Until now, all Facebook users aged between 13 and 17 have been barred from making their posts visible to all users.
They have been restricted to those they had already decided to link with on the social networking site and were allowed to share posts only with ‘friends of friends’.
But, following what it claims are demands from teenagers themselves, that protection has been removed and Facebook will allow children to share their images and videos with the entire public.
The move has been condemned as a ‘disaster’ by campaigners, who warn that explicit self-portraits taken by youngsters could fall into the wrong hands.
The change brings Facebook in line with other social networks such as Twitter, which allows all users to post publicly.
Another change means teenage users will be given a default setting of ‘friends only’ – meaning that to post publicly they will have to change the setting themselves.

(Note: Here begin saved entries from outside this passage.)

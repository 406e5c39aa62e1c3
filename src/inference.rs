//! Inference backend abstraction and the shared parsing engine

use crate::{
    config::ParserConfig,
    error::{Result, WardrobeError},
    models::{DatasetConfig, ModelInfo, PreprocessingConfig},
    utils::{remap::resize_bilinear_align_corners, validation::TensorValidator},
};
use instant::Duration;
use log::debug;
use ndarray::{Array3, Array4};
use std::sync::Mutex;

/// Trait for inference backends
///
/// A backend runs the exported parsing network as an opaque function from one
/// NCHW input tensor to every NCHW output head the network produces.
pub trait InferenceBackend: Send {
    /// Initialize the backend with the given configuration
    ///
    /// # Errors
    /// - Backend initialization failures
    /// - Model loading or validation errors
    /// - Invalid configuration parameters
    fn initialize(&mut self, config: &ParserConfig) -> Result<Option<Duration>>;

    /// Run inference on the input tensor, returning all output heads in
    /// network output order
    ///
    /// # Errors
    /// - Backend not initialized
    /// - Model inference failures
    /// - Tensor conversion or processing errors
    fn infer(&mut self, input: &Array4<f32>) -> Result<Vec<Array4<f32>>>;

    /// Get the expected input shape for this backend
    fn input_shape(&self) -> (usize, usize, usize, usize);

    /// Get preprocessing configuration for this backend
    ///
    /// # Errors
    /// - Model manager not initialized
    fn get_preprocessing_config(&self) -> Result<PreprocessingConfig>;

    /// Get model information for this backend
    ///
    /// # Errors
    /// - Model manager not initialized
    /// - Model metadata unavailable
    fn get_model_info(&self) -> Result<ModelInfo>;

    /// Check if backend is initialized
    fn is_initialized(&self) -> bool;
}

/// Pick the parsing head out of the network outputs.
///
/// Only heads with `num_classes` channels qualify (edge heads are skipped).
/// The head with the largest spatial area wins; on a tie the later head wins,
/// which selects the fused output over the plain parsing output.
///
/// # Errors
/// - No output head has `num_classes` channels
pub fn select_parsing_head(heads: Vec<Array4<f32>>, num_classes: usize) -> Result<Array4<f32>> {
    let shapes: Vec<_> = heads.iter().map(|h| h.dim()).collect();
    let mut best: Option<(usize, Array4<f32>)> = None;

    for head in heads {
        let (_, channels, height, width) = head.dim();
        if channels != num_classes {
            continue;
        }
        let area = height * width;
        if best.as_ref().map_or(true, |(best_area, _)| area >= *best_area) {
            best = Some((area, head));
        }
    }

    best.map(|(_, head)| head).ok_or_else(|| {
        WardrobeError::inference(format!(
            "No output head has {} classes (got {:?})",
            num_classes, shapes
        ))
    })
}

/// The process-wide inference engine.
///
/// The backend is initialized once at construction. Calls are serialized
/// behind a mutex, so one engine can be shared by every request.
pub struct ParsingEngine {
    backend: Mutex<Box<dyn InferenceBackend>>,
    dataset: DatasetConfig,
    preprocessing: PreprocessingConfig,
    model_load_time: Option<Duration>,
}

impl ParsingEngine {
    /// Initialize `backend` and wrap it
    ///
    /// # Errors
    /// - Backend initialization failures
    /// - Backend frame does not match the configured dataset
    pub fn new(mut backend: Box<dyn InferenceBackend>, config: &ParserConfig) -> Result<Self> {
        let model_load_time = backend.initialize(config)?;
        if !backend.is_initialized() {
            return Err(WardrobeError::internal(
                "Backend reported success but is not initialized",
            ));
        }

        let dataset = config.dataset.config();
        let expected = (
            1,
            3,
            dataset.input_size.0 as usize,
            dataset.input_size.1 as usize,
        );
        let actual = backend.input_shape();
        if actual != expected {
            return Err(WardrobeError::invalid_config(format!(
                "Backend expects input {:?} but the {} frame is {:?}",
                actual, dataset.dataset, expected
            )));
        }

        let preprocessing = backend.get_preprocessing_config()?;

        Ok(Self {
            backend: Mutex::new(backend),
            dataset,
            preprocessing,
            model_load_time,
        })
    }

    /// Run the network and return frame-resolution logits (HWC)
    ///
    /// # Errors
    /// - Input does not match the frame shape
    /// - Backend failures
    /// - No usable parsing head
    pub fn infer(&self, input: &Array4<f32>) -> Result<Array3<f32>> {
        let (frame_h, frame_w) = (
            self.dataset.input_size.0 as usize,
            self.dataset.input_size.1 as usize,
        );
        TensorValidator::validate_tensor_shape(input, (1, 3, frame_h, frame_w))?;

        let heads = {
            let mut backend = self
                .backend
                .lock()
                .map_err(|_| WardrobeError::internal("Inference backend lock poisoned"))?;
            backend.infer(input)?
        };

        debug!(
            "Network produced {} head(s): {:?}",
            heads.len(),
            heads.iter().map(|h| h.dim()).collect::<Vec<_>>()
        );

        let head = select_parsing_head(heads, self.dataset.num_classes)?;
        TensorValidator::validate_output_head(&head)?;
        TensorValidator::validate_finite(&head)?;
        resize_bilinear_align_corners(&head, frame_h, frame_w)
    }

    #[must_use]
    pub fn dataset(&self) -> &DatasetConfig {
        &self.dataset
    }

    #[must_use]
    pub fn preprocessing(&self) -> &PreprocessingConfig {
        &self.preprocessing
    }

    /// Time spent loading the model, if the backend reported it
    #[must_use]
    pub fn model_load_time(&self) -> Option<Duration> {
        self.model_load_time
    }

    /// Model information from the backend
    ///
    /// # Errors
    /// - Backend lock poisoned
    /// - Model metadata unavailable
    pub fn model_info(&self) -> Result<ModelInfo> {
        self.backend
            .lock()
            .map_err(|_| WardrobeError::internal("Inference backend lock poisoned"))?
            .get_model_info()
    }
}

impl std::fmt::Debug for ParsingEngine {
    fn fmt(&self, f: &mut std::fmt::Formatter<'_>) -> std::fmt::Result {
        f.debug_struct("ParsingEngine")
            .field("dataset", &self.dataset.dataset)
            .field("model_load_time", &self.model_load_time)
            .finish_non_exhaustive()
    }
}

#[cfg(test)]
mod tests {
    use super::*;
    use crate::backends::MockBackend;
    use crate::models::Dataset;

    #[test]
    fn test_select_finest_head() {
        let heads = vec![
            Array4::<f32>::zeros((1, 20, 30, 30)),
            Array4::<f32>::from_elem((1, 20, 119, 119), 1.0),
            Array4::<f32>::zeros((1, 2, 237, 237)),
        ];
        let head = select_parsing_head(heads, 20).unwrap();
        assert_eq!(head.dim(), (1, 20, 119, 119));
    }

    #[test]
    fn test_select_head_tie_prefers_later() {
        let heads = vec![
            Array4::<f32>::from_elem((1, 18, 64, 64), 1.0),
            Array4::<f32>::from_elem((1, 18, 64, 64), 2.0),
            Array4::<f32>::zeros((1, 1, 64, 64)),
        ];
        let head = select_parsing_head(heads, 18).unwrap();
        assert_eq!(head[[0, 0, 0, 0]], 2.0);
    }

    #[test]
    fn test_select_head_without_match() {
        let heads = vec![Array4::<f32>::zeros((1, 7, 8, 8))];
        let err = select_parsing_head(heads, 20).unwrap_err();
        assert!(matches!(err, WardrobeError::Inference(_)));
    }

    #[test]
    fn test_engine_produces_frame_logits() {
        let config = ParserConfig::builder().dataset(Dataset::Atr).build().unwrap();
        let backend = MockBackend::new(Dataset::Atr.config());
        let engine = ParsingEngine::new(Box::new(backend), &config).unwrap();

        let input = Array4::<f32>::zeros((1, 3, 512, 512));
        let logits = engine.infer(&input).unwrap();
        assert_eq!(logits.dim(), (512, 512, 18));
    }

    #[test]
    fn test_engine_rejects_wrong_input() {
        let config = ParserConfig::default();
        let backend = MockBackend::new(Dataset::Lip.config());
        let engine = ParsingEngine::new(Box::new(backend), &config).unwrap();

        let input = Array4::<f32>::zeros((1, 3, 512, 512));
        assert!(engine.infer(&input).is_err());
    }

    #[test]
    fn test_engine_rejects_mismatched_frame() {
        // ATR weights run at 512x512, LIP at 473x473
        let config = ParserConfig::builder().dataset(Dataset::Lip).build().unwrap();
        let backend = MockBackend::new(Dataset::Atr.config());
        let err = ParsingEngine::new(Box::new(backend), &config).unwrap_err();
        assert!(err.is_configuration());
    }

    #[test]
    fn test_engine_rejects_non_finite_logits() {
        let config = ParserConfig::default();
        let backend = MockBackend::new(Dataset::Lip.config()).emitting_nan();
        let engine = ParsingEngine::new(Box::new(backend), &config).unwrap();

        let err = engine.infer(&Array4::zeros((1, 3, 473, 473))).unwrap_err();
        assert!(matches!(err, WardrobeError::Inference(_)));
    }

    #[test]
    fn test_engine_reports_model_info() {
        let config = ParserConfig::default();
        let backend = MockBackend::new(Dataset::Lip.config());
        let engine = ParsingEngine::new(Box::new(backend), &config).unwrap();

        let info = engine.model_info().unwrap();
        assert_eq!(info.dataset, Dataset::Lip);
        assert_eq!(info.input_shape, (1, 3, 473, 473));
    }

    #[test]
    fn test_engine_initialization_failure() {
        let config = ParserConfig::default();
        let backend = MockBackend::new(Dataset::Lip.config()).failing_init();
        assert!(ParsingEngine::new(Box::new(backend), &config).is_err());
    }
}
//! Configuration types for wardrobe parsing
//!
//! Configuration is resolved once at process start, either through the
//! builder or from the `SCHP_*` environment variables, and is immutable for
//! the lifetime of the service.

use crate::{
    error::{Result, WardrobeError},
    models::Dataset,
    processor::BackendType,
    utils::aggregate::MinPixelRule,
};
use serde::{Deserialize, Serialize};
use std::path::PathBuf;
use std::str::FromStr;

/// Environment variable selecting the dataset preset
pub const ENV_DATASET: &str = "SCHP_DATASET";
/// Environment variable pointing at the exported weight file
pub const ENV_CHECKPOINT: &str = "SCHP_CKPT";
/// Environment variable forcing an execution device
pub const ENV_DEVICE: &str = "SCHP_DEVICE";
/// Environment variable selecting the inference backend
pub const ENV_BACKEND: &str = "SCHP_BACKEND";

/// Default upload limit for the HTTP surface (25 MiB)
pub const DEFAULT_MAX_UPLOAD_BYTES: usize = 25 * 1024 * 1024;

/// Default decoded-image budget (4096 x 4096 pixels)
pub const DEFAULT_MAX_IMAGE_PIXELS: u64 = 4096 * 4096;

/// Execution provider options for inference
#[derive(Debug, Clone, Copy, PartialEq, Eq, Serialize, Deserialize)]
pub enum ExecutionProvider {
    /// Auto-detect best available provider (`CoreML` > CUDA > CPU)
    Auto,
    /// CPU execution (always available)
    Cpu,
    /// NVIDIA CUDA GPU acceleration
    Cuda,
    /// Apple Silicon acceleration, requested as `mps` or `coreml`
    CoreMl,
}

impl Default for ExecutionProvider {
    fn default() -> Self {
        Self::Auto
    }
}

impl std::fmt::Display for ExecutionProvider {
    fn fmt(&self, f: &mut std::fmt::Formatter<'_>) -> std::fmt::Result {
        match self {
            Self::Auto => write!(f, "auto"),
            Self::Cpu => write!(f, "cpu"),
            Self::Cuda => write!(f, "cuda"),
            Self::CoreMl => write!(f, "coreml"),
        }
    }
}

impl FromStr for ExecutionProvider {
    type Err = WardrobeError;

    fn from_str(s: &str) -> Result<Self> {
        match s.trim().to_ascii_lowercase().as_str() {
            "" | "auto" => Ok(Self::Auto),
            "cpu" => Ok(Self::Cpu),
            "cuda" => Ok(Self::Cuda),
            "mps" | "coreml" => Ok(Self::CoreMl),
            other => Err(WardrobeError::invalid_config(format!(
                "Unknown device '{}'. Supported: auto, cpu, cuda, mps (coreml)",
                other
            ))),
        }
    }
}

/// Configuration for the parsing service
#[derive(Debug, Clone, PartialEq, Serialize, Deserialize)]
pub struct ParserConfig {
    /// Dataset preset the weights were trained on
    pub dataset: Dataset,

    /// Exported parsing network (ONNX)
    pub weights_path: PathBuf,

    /// Inference backend
    pub backend_type: BackendType,

    /// Execution provider for the backend
    pub execution_provider: ExecutionProvider,

    /// Number of intra-op threads for inference (0 = auto)
    pub intra_threads: usize,

    /// Number of inter-op threads for inference (0 = auto)
    pub inter_threads: usize,

    /// Minimum pixel count for a class to contribute to an item
    pub min_pixels: MinPixelRule,

    /// Padding around each cutout's bounding box, in pixels
    pub cutout_padding: u32,

    /// Largest accepted upload, in bytes
    pub max_upload_bytes: usize,

    /// Largest accepted image, in pixels; checked before full decode
    pub max_image_pixels: u64,

    /// Log per-item classes, areas and stage timings for every request
    pub debug: bool,
}

impl Default for ParserConfig {
    fn default() -> Self {
        let dataset = Dataset::default();
        Self {
            dataset,
            weights_path: default_weights_path(dataset),
            backend_type: BackendType::default(),
            execution_provider: ExecutionProvider::default(),
            intra_threads: 0,
            inter_threads: 0,
            min_pixels: MinPixelRule::default(),
            cutout_padding: 12,
            max_upload_bytes: DEFAULT_MAX_UPLOAD_BYTES,
            max_image_pixels: DEFAULT_MAX_IMAGE_PIXELS,
            debug: false,
        }
    }
}

/// Conventional weight file location for a dataset (`checkpoints/<dataset>.onnx`)
#[must_use]
pub fn default_weights_path(dataset: Dataset) -> PathBuf {
    PathBuf::from("checkpoints").join(format!("{}.onnx", dataset.name()))
}

impl ParserConfig {
    /// Create a new configuration builder
    ///
    /// # Examples
    /// ```rust
    /// use wardrobe_parse::{Dataset, ExecutionProvider, ParserConfig};
    ///
    /// let config = ParserConfig::builder()
    ///     .dataset(Dataset::Atr)
    ///     .weights_path("checkpoints/atr.onnx")
    ///     .execution_provider(ExecutionProvider::Cpu)
    ///     .build()
    ///     .unwrap();
    /// assert_eq!(config.cutout_padding, 12);
    /// ```
    #[must_use]
    pub fn builder() -> ParserConfigBuilder {
        ParserConfigBuilder::default()
    }

    /// Read the configuration from the process environment
    ///
    /// # Errors
    /// - Unknown dataset, device or backend names
    pub fn from_env() -> Result<Self> {
        Self::from_lookup(|key| std::env::var(key).ok())
    }

    /// Build a configuration from an arbitrary key lookup
    ///
    /// Empty values are treated as unset. When no checkpoint is given, the
    /// conventional path for the selected dataset is used.
    ///
    /// # Errors
    /// - Unknown dataset, device or backend names
    pub fn from_lookup<F>(lookup: F) -> Result<Self>
    where
        F: Fn(&str) -> Option<String>,
    {
        let get = |key: &str| lookup(key).filter(|value| !value.trim().is_empty());

        let mut builder = Self::builder();

        let dataset = match get(ENV_DATASET) {
            Some(value) => value.parse::<Dataset>()?,
            None => Dataset::default(),
        };
        builder = builder.dataset(dataset);

        builder = match get(ENV_CHECKPOINT) {
            Some(path) => builder.weights_path(path),
            None => builder.weights_path(default_weights_path(dataset)),
        };

        if let Some(device) = get(ENV_DEVICE) {
            builder = builder.execution_provider(device.parse()?);
        }

        if let Some(backend) = get(ENV_BACKEND) {
            builder = builder.backend_type(backend.parse()?);
        }

        builder.build()
    }

    /// Validate all configuration parameters
    ///
    /// # Errors
    /// - Minimum pixel ratio outside 0.0-1.0
    /// - Zero upload limit
    /// - Zero image pixel budget
    /// - Cutout padding above 1024 px
    /// - GPU execution provider requested for the CPU-only tract backend
    pub fn validate(&self) -> Result<()> {
        if !(0.0..=1.0).contains(&self.min_pixels.ratio) {
            return Err(WardrobeError::config_value_error(
                "min pixel ratio",
                self.min_pixels.ratio,
                "0.0-1.0",
                Some(MinPixelRule::default().ratio),
            ));
        }

        if self.max_upload_bytes == 0 {
            return Err(WardrobeError::config_value_error(
                "upload limit",
                self.max_upload_bytes,
                "> 0",
                Some(DEFAULT_MAX_UPLOAD_BYTES),
            ));
        }

        if self.max_image_pixels == 0 {
            return Err(WardrobeError::config_value_error(
                "image pixel budget",
                self.max_image_pixels,
                "> 0",
                Some(DEFAULT_MAX_IMAGE_PIXELS),
            ));
        }

        if self.cutout_padding > 1024 {
            return Err(WardrobeError::config_value_error(
                "cutout padding",
                self.cutout_padding,
                "0-1024",
                Some(12),
            ));
        }

        if self.backend_type == BackendType::Tract
            && matches!(
                self.execution_provider,
                ExecutionProvider::Cuda | ExecutionProvider::CoreMl
            )
        {
            return Err(WardrobeError::invalid_config(format!(
                "Tract backend only supports CPU execution, got device '{}'",
                self.execution_provider
            )));
        }

        Ok(())
    }
}

/// Builder for `ParserConfig`
#[derive(Debug, Default)]
pub struct ParserConfigBuilder {
    config: ParserConfig,
}

impl ParserConfigBuilder {
    /// Set the dataset preset
    #[must_use]
    pub fn dataset(mut self, dataset: Dataset) -> Self {
        self.config.dataset = dataset;
        self
    }

    /// Set the weight file path
    #[must_use]
    pub fn weights_path<P: Into<PathBuf>>(mut self, path: P) -> Self {
        self.config.weights_path = path.into();
        self
    }

    /// Set the inference backend
    #[must_use]
    pub fn backend_type(mut self, backend_type: BackendType) -> Self {
        self.config.backend_type = backend_type;
        self
    }

    /// Set execution provider
    #[must_use]
    pub fn execution_provider(mut self, provider: ExecutionProvider) -> Self {
        self.config.execution_provider = provider;
        self
    }

    /// Set number of intra-op threads
    #[must_use]
    pub fn intra_threads(mut self, threads: usize) -> Self {
        self.config.intra_threads = threads;
        self
    }

    /// Set number of inter-op threads
    #[must_use]
    pub fn inter_threads(mut self, threads: usize) -> Self {
        self.config.inter_threads = threads;
        self
    }

    /// Set both thread counts: `threads` intra-op and half as many inter-op
    /// (minimum 1). Zero leaves both on auto-detect.
    #[must_use]
    pub fn num_threads(mut self, threads: usize) -> Self {
        self.config.intra_threads = threads;
        self.config.inter_threads = if threads > 0 { (threads / 2).max(1) } else { 0 };
        self
    }

    /// Set the minimum pixel rule
    #[must_use]
    pub fn min_pixels(mut self, rule: MinPixelRule) -> Self {
        self.config.min_pixels = rule;
        self
    }

    /// Set cutout padding
    #[must_use]
    pub fn cutout_padding(mut self, padding: u32) -> Self {
        self.config.cutout_padding = padding;
        self
    }

    /// Set the upload size limit
    #[must_use]
    pub fn max_upload_bytes(mut self, bytes: usize) -> Self {
        self.config.max_upload_bytes = bytes;
        self
    }

    /// Set the decoded-image pixel budget
    #[must_use]
    pub fn max_image_pixels(mut self, pixels: u64) -> Self {
        self.config.max_image_pixels = pixels;
        self
    }

    /// Enable per-request debug logging
    #[must_use]
    pub fn debug(mut self, debug: bool) -> Self {
        self.config.debug = debug;
        self
    }

    /// Build and validate the configuration
    ///
    /// # Errors
    /// - Any rule checked by [`ParserConfig::validate`]
    pub fn build(self) -> Result<ParserConfig> {
        let config = self.config;
        config.validate()?;
        Ok(config)
    }
}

Technically, Facebook is open only to those aged 13 and above, but in fact thousands of children younger than that have become members of the site by lying about their age.
Facebook does not carry out an age verification check. It means that thousands of children under 13 could also be at risk of seeing their photos fall into the hands of paedophiles.
Helen Goodman, Labour’s media spokesman, said Facebook’s change of policy would be a ‘disaster’ for teenagers. ‘This is a very foolish development,’ she said. ‘Many young people do not understand that photographs which can be put into the public domain can be taken and used by paedophiles.
‘And we know from experience that young people are groomed and bullied on social media, sometimes with tragic consequences. I’m just appalled about this and I really do urge Facebook to think again before we have any more tragic episodes.’
Claire Lilley, of the NSPCC, said the charity was pleased that Facebook has made ‘friends only’ the default setting for 13- to 17-year-olds, but she attacked the decision to allow them to share posts publicly.
‘It’s simply not acceptable for Facebook to expect children to take 100 per cent responsibility for managing not just their settings but their levels of risk too; teenagers aren’t always going to be careful about what they post,’ she said.
Earlier this week, the Mail revealed that tens of thousands of explicit pictures shared by teenagers are stolen and end up on websites viewed by paedophiles.
A search of only 40 hours by analysts at the Internet Watch Foundation, which takes down child abuse images, found more than 12,200 self-generated pictures and videos of teens on paedophile websites.
A survey by the charity ChildLine has found that more than half of teens have been pressurised into sharing intimate photos, either via their mobiles or on sites such as Facebook, Instagram or Snapchat.
Simon Milner, director of policy for Facebook in the UK, said: ‘One of the requests we hear direct from teenagers most often is the ability to share things in a public way, just as they can on other services.
‘Teens are among the savviest people using social media, and they want to be heard.’
He said the changes were designed to ‘improve the experience’ for teenagers. ‘They’re expert at controlling who can see what they say and do on Facebook,’ he said.
As a protective measure, Facebook will warn minors opting to be more open that they are exposing themselves to a wider audience. This will repeat before every post, while the settings remain on ‘public’.
Kathryn Montgomery, professor of communications at the American University in Washington, criticised what she described as a money-making move by Facebook.
She said that allowing teenagers to share more about themselves will enable advertisers to collect more personal data about them.